AttributeError: 'HybridCache' object has no attribute 'float'
#15
by
naruto-soop
- opened
Hi, I've encountered an error during fine-tuning:
Traceback (most recent call last):
train_stats = trainer.train()
^^^^^^^^^^^^^^^
File "/root/anaconda3/envs/ME/lib/python3.11/site-packages/trl/trainer/sft_trainer.py", line 361, in train
output = super().train(*args, **kwargs)
^^^^^^^^^^^^^^^^^^^^^^^^^^^^^^
File "/root/anaconda3/envs/ME/lib/python3.11/site-packages/transformers/trainer.py", line 2250, in train
return inner_training_loop(
^^^^^^^^^^^^^^^^^^^^
File "/root/anaconda3/envs/ME/lib/python3.11/site-packages/transformers/trainer.py", line 2625, in _inner_training_loop
self._maybe_log_save_evaluate(
File "/root/anaconda3/envs/ME/lib/python3.11/site-packages/transformers/trainer.py", line 3098, in _maybe_log_save_evaluate
metrics = self._evaluate(trial, ignore_keys_for_eval)
^^^^^^^^^^^^^^^^^^^^^^^^^^^^^^^^^^^^^^^^^^^
File "/root/anaconda3/envs/ME/lib/python3.11/site-packages/transformers/trainer.py", line 3052, in _evaluate
metrics = self.evaluate(ignore_keys=ignore_keys_for_eval)

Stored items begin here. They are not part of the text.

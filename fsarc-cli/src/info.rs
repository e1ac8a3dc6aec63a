//! `archinfo`: pretty-prints the summary [`fsarc_core::archinfo::inspect`]
//! reads off an archive without touching any destination.

use std::process::ExitCode;

use fsarc_codec::{CompressAlgo, EncryptAlgo};
use fsarc_core::ObjectClass;
use fsarc_dtyp::ArchiveType;
use time::OffsetDateTime;
use time::macros::format_description;

use crate::cli::ArchinfoArgs;
use crate::runctx::fatal;

/// Renders a Unix timestamp as a UTC date; falls back to the raw number for
/// the handful of pre-epoch or out-of-range values `time` won't accept.
fn human_time(secs: u64) -> String {
    let format = format_description!("[year]-[month]-[day] [hour]:[minute]:[second] UTC");
    match OffsetDateTime::from_unix_timestamp(secs as i64) {
        Ok(dt) => dt.format(&format).unwrap_or_else(|_| secs.to_string()),
        Err(_) => secs.to_string(),
    }
}

fn human_size(bytes: u64) -> String {
    const UNITS: &[&str] = &["B", "KiB", "MiB", "GiB", "TiB"];
    let mut size = bytes as f64;
    let mut unit = 0;
    while size >= 1024.0 && unit < UNITS.len() - 1 {
        size /= 1024.0;
        unit += 1;
    }
    if unit == 0 {
        format!("{bytes} {}", UNITS[0])
    } else {
        format!("{size:.2} {}", UNITS[unit])
    }
}

fn compress_name(algo: CompressAlgo) -> &'static str {
    match algo {
        CompressAlgo::None => "none",
        CompressAlgo::Lzo => "lzo",
        CompressAlgo::Gzip => "gzip",
        CompressAlgo::Bzip2 => "bzip2",
        CompressAlgo::Lzma => "lzma",
        CompressAlgo::Zstd => "zstd",
        CompressAlgo::Lz4 => "lz4",
    }
}

fn encrypt_name(algo: EncryptAlgo) -> &'static str {
    match algo {
        EncryptAlgo::None => "none",
        EncryptAlgo::Blowfish => "blowfish",
    }
}

fn print_object_counts(counts: &std::collections::BTreeMap<ObjectClass, u64>) {
    for (class, count) in counts {
        println!("    {class:?}: {count}");
    }
}

pub fn run(args: ArchinfoArgs) -> ExitCode {
    let summary = match fsarc_core::archinfo::inspect(&args.archive, args.detailed) {
        Ok(s) => s,
        Err(e) => return fatal("archinfo", e),
    };

    println!("Archive id:       {:08x}", summary.archive_id);
    println!("Label:            {}", summary.label);
    println!("Created:          {}", human_time(summary.creation_time));
    println!(
        "Type:             {}",
        match summary.archive_type {
            ArchiveType::Filesystems => "filesystems",
            ArchiveType::Directories => "directories",
        }
    );
    println!("Compression:      {} (level {})", compress_name(summary.compress_algo), summary.compress_level);
    println!("Encryption:       {}{}", encrypt_name(summary.encrypt_algo), if summary.encrypted { " (password-protected)" } else { "" });

    if let Some(total_cost) = summary.dirs_total_cost {
        println!("Directories tree, estimated cost: {total_cost}");
        if let Some(counts) = &summary.dirs_object_counts {
            print_object_counts(counts);
        }
    }

    for fs in &summary.filesystems {
        println!("--- filesystem {} ---", fs.fs_id);
        println!("  type:        {}", fs.filesystem);
        println!("  mount path:  {}", fs.mount_path);
        println!("  orig device: {}", fs.orig_device);
        println!("  size:        {} used of {}", human_size(fs.bytes_used), human_size(fs.bytes_total));
        println!("  label/uuid:  {} / {}", fs.fs_label, fs.fs_uuid);
        println!("  total cost:  {}", fs.total_cost);
        if let Some(counts) = &fs.object_counts {
            print_object_counts(counts);
        }
    }

    if summary.corrupt_records > 0 {
        eprintln!("{} corrupt record(s) skipped during read", summary.corrupt_records);
        return ExitCode::FAILURE;
    }
    ExitCode::SUCCESS
}
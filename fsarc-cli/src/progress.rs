//! A spinner shown while a save/restore run is in progress. The pipeline
//! exposes no incremental progress hook (each entry point blocks until the
//! whole run finishes), so this can only report liveness, not completion
//! percentage.

use std::time::Duration;

use indicatif::{ProgressBar, ProgressStyle};

pub fn spinner(message: &str) -> ProgressBar {
    let pb = ProgressBar::new_spinner();
    pb.set_style(
        ProgressStyle::with_template("{spinner:.cyan} {msg} ({elapsed})")
            .unwrap()
            .tick_chars("⠋⠙⠹⠸⠼⠴⠦⠧⠇⠏ "),
    );
    pb.set_message(message.to_string());
    pb.enable_steady_tick(Duration::from_millis(120));
    pb
}
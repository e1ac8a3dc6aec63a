//! The archive pipeline: producer/consumer, the compression worker pool,
//! main-header framing, and read-only archive inspection, wired together
//! into the entry points a CLI calls directly.

pub mod archinfo;
pub mod config;
pub mod consumer;
pub mod context;
pub mod error;
pub mod keys;
pub mod mainhead;
pub mod producer;
pub mod stats;
pub mod worker;

pub use config::{ExcludePattern, FsDestination, RestoreOptions, SaveOptions};
pub use context::Context;
pub use error::{Error, Result};
pub use producer::{save_directories, save_filesystems};
pub use consumer::{restore_directories, restore_filesystems};
pub use stats::{ObjectClass, Stats};
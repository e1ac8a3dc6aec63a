//! Resolves `-c <password|->`: a literal password is used as-is, `-`
//! prompts on the terminal instead (twice on save, to catch typos; once on
//! restore).

use std::io;

const SENTINEL: &str = "-";

pub fn resolve_save_password(raw: Option<&str>) -> io::Result<Option<String>> {
    match raw {
        None => Ok(None),
        Some(p) if p != SENTINEL => Ok(Some(p.to_string())),
        Some(_) => {
            let first = rpassword::prompt_password("Archive password: ")?;
            let second = rpassword::prompt_password("Confirm password: ")?;
            if first != second {
                return Err(io::Error::new(io::ErrorKind::InvalidInput, "passwords do not match"));
            }
            Ok(Some(first))
        }
    }
}

pub fn resolve_restore_password(raw: Option<&str>) -> io::Result<Option<String>> {
    match raw {
        None => Ok(None),
        Some(p) if p != SENTINEL => Ok(Some(p.to_string())),
        Some(_) => Ok(Some(rpassword::prompt_password("Archive password: ")?)),
    }
}
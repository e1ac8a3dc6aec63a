//! Common constants, identifiers and checksum/error types shared by every
//! `fsarc-*` crate.

pub mod checksum;
pub mod error;
pub mod ids;
pub mod keys;

pub use checksum::fletcher32;
pub use error::Error;
pub use ids::{ArchiveId, FsId};

/// Upper bound on the size of a single data block, compressed or not.
pub const MAX_BLOCK_SIZE: usize = 921_600;

/// Default (uncompressed) block size used when walking a filesystem.
pub const DEFAULT_BLOCK_SIZE: usize = 262_144;

/// Maximum number of small files coalesced into a single shared data block.
pub const MAX_SMALL_COUNT: usize = 512;

/// Files smaller than this (and with a single hardlink) are coalesced.
pub const SMALL_FILE_THRESHOLD: u64 = 131_072;

/// Fixed per-object cost used to estimate progress-bar totals.
pub const PER_FILE_FIXED_COST: u64 = 16_384;

/// Maximum length, in bytes, of an archive label.
pub const MAX_LABEL_LEN: usize = 512;

/// Password length bounds enforced by `-c`.
pub const MIN_PASS_LEN: usize = 6;
pub const MAX_PASS_LEN: usize = 64;

/// Size of the random buffer used for the encrypted password check.
pub const CHECK_BUF_SIZE: usize = 4096;

/// Sentinel `fs_id` meaning "this record is global, not filesystem-specific".
pub const NULL_FSID: u16 = 0xFFFF;

/// Hard cap on the number of compression/decompression worker threads.
pub const MAX_COMP_JOBS: usize = 32;

/// Default bounded-queue capacity, expressed in data blocks.
pub const DEFAULT_QUEUE_BLOCKS: usize = 32;

/// Smallest split size that can hold one block plus framing overhead; a
/// `-s` smaller than this is rejected at config time rather than producing
/// an unbounded chain of near-empty volumes.
pub const MIN_VOLUME_SIZE: u64 = (MAX_BLOCK_SIZE as u64) + 4096;

/// Bit 0 of the object flags bitset: the regular file is sparse.
pub const FILEFLAGS_SPARSE: u32 = 1 << 0;

/// The 10-byte file-format identifier written into every main header.
///
/// Only format version 2 (`u32` attribute length) is ever produced; version
/// 1 (`u16` length) is accepted for reading only.
pub const FILE_FORMAT_V2: &str = "FsArCh_002";
pub const FILE_FORMAT_V1A: &str = "FsArCh_001";
pub const FILE_FORMAT_V1B: &str = "FsArCh_00Y";

/// Dico ("attribute record") section namespaces.
#[derive(Debug, Clone, Copy, PartialEq, Eq, Hash)]
#[repr(u8)]
pub enum Section {
    /// Standard POSIX attributes (path, mode, uid, gid, size, times, ...).
    StdAttr = 0,
    /// User extended attributes (`user.*`).
    XAttr = 1,
    /// NTFS-origin attributes (`system.ntfs_*`).
    WinAttr = 2,
}

impl Section {
    pub const fn as_u8(self) -> u8 {
        self as u8
    }

    pub const fn from_u8(v: u8) -> Option<Self> {
        match v {
            0 => Some(Section::StdAttr),
            1 => Some(Section::XAttr),
            2 => Some(Section::WinAttr),
            _ => None,
        }
    }
}

/// The kind of archive being produced: a set of whole filesystems, or a
/// flat set of directory trees.
#[derive(Debug, Clone, Copy, PartialEq, Eq)]
#[repr(u32)]
pub enum ArchiveType {
    Filesystems = 1,
    Directories = 2,
}

impl ArchiveType {
    pub const fn from_u32(v: u32) -> Option<Self> {
        match v {
            1 => Some(ArchiveType::Filesystems),
            2 => Some(ArchiveType::Directories),
            _ => None,
        }
    }
}

/// Kind of filesystem object emitted once per inode in tree-walk order.
/// 0 is reserved so a zeroed-out record is detectably invalid rather than
/// silently parsing as `Dir`.
#[derive(Debug, Clone, Copy, PartialEq, Eq)]
#[repr(u32)]
pub enum ObjectType {
    Dir = 1,
    Symlink = 2,
    Hardlink = 3,
    CharDev = 4,
    BlockDev = 5,
    Fifo = 6,
    Socket = 7,
    RegFileUnique = 8,
    RegFileMulti = 9,
}

impl ObjectType {
    pub const fn from_u32(v: u32) -> Option<Self> {
        Some(match v {
            1 => ObjectType::Dir,
            2 => ObjectType::Symlink,
            3 => ObjectType::Hardlink,
            4 => ObjectType::CharDev,
            5 => ObjectType::BlockDev,
            6 => ObjectType::Fifo,
            7 => ObjectType::Socket,
            8 => ObjectType::RegFileUnique,
            9 => ObjectType::RegFileMulti,
            _ => return None,
        })
    }
}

^^^^^^^^^^^^^^^^^^^^^^^^^^^^^^^^^^^^^^^^^^^^^^^
File "/root/anaconda3/envs/ME/lib/python3.11/site-packages/transformers/trainer.py", line 4118, in evaluate
output = eval_loop(
^^^^^^^^^^
File "/root/anaconda3/envs/ME/lib/python3.11/site-packages/transformers/trainer.py", line 4312, in evaluation_loop
losses, logits, labels = self.prediction_step(model, inputs, prediction_loss_only, ignore_keys=ignore_keys)
^^^^^^^^^^^^^^^^^^^^^^^^^^^^^^^^^^^^^^^^^^^^^^^^^^^^^^^^^^^^^^^^^^^^^^^^^^^^^^^^^^
File "/root/anaconda3/envs/ME/lib/python3.11/site-packages/transformers/trainer.py", line 4528, in prediction_step
loss, outputs = self.compute_loss(model, inputs, return_outputs=True)
^^^^^^^^^^^^^^^^^^^^^^^^^^^^^^^^^^^^^^^^^^^^^^^^^^^^^
File "/root/anaconda3/envs/ME/lib/python3.11/site-packages/transformers/trainer.py", line 3772, in compute_loss
outputs = model(**inputs)
^^^^^^^^^^^^^^^
File "/root/anaconda3/envs/ME/lib/python3.11/site-packages/torch/nn/modules/module.py", line 1736, in _wrapped_call_impl
return self._call_impl(*args, **kwargs)
^^^^^^^^^^^^^^^^^^^^^^^^^^^^^^^^
File "/root/anaconda3/envs/ME/lib/python3.11/site-packages/torch/nn/modules/module.py", line 1747, in _call_impl
return forward_call(*args, **kwargs)
^^^^^^^^^^^^^^^^^^^^^^^^^^^^^
File "/root/anaconda3/envs/ME/lib/python3.11/site-packages/accelerate/utils/operations.py", line 823, in forward
return model_forward(*args, **kwargs)
^^^^^^^^^^^^^^^^^^^^^^^^^^^^^^
File "/root/anaconda3/envs/ME/lib/python3.11/site-packages/accelerate/utils/operations.py", line 811, in __call__
return convert_to_fp32(self.model_forward(*args, **kwargs))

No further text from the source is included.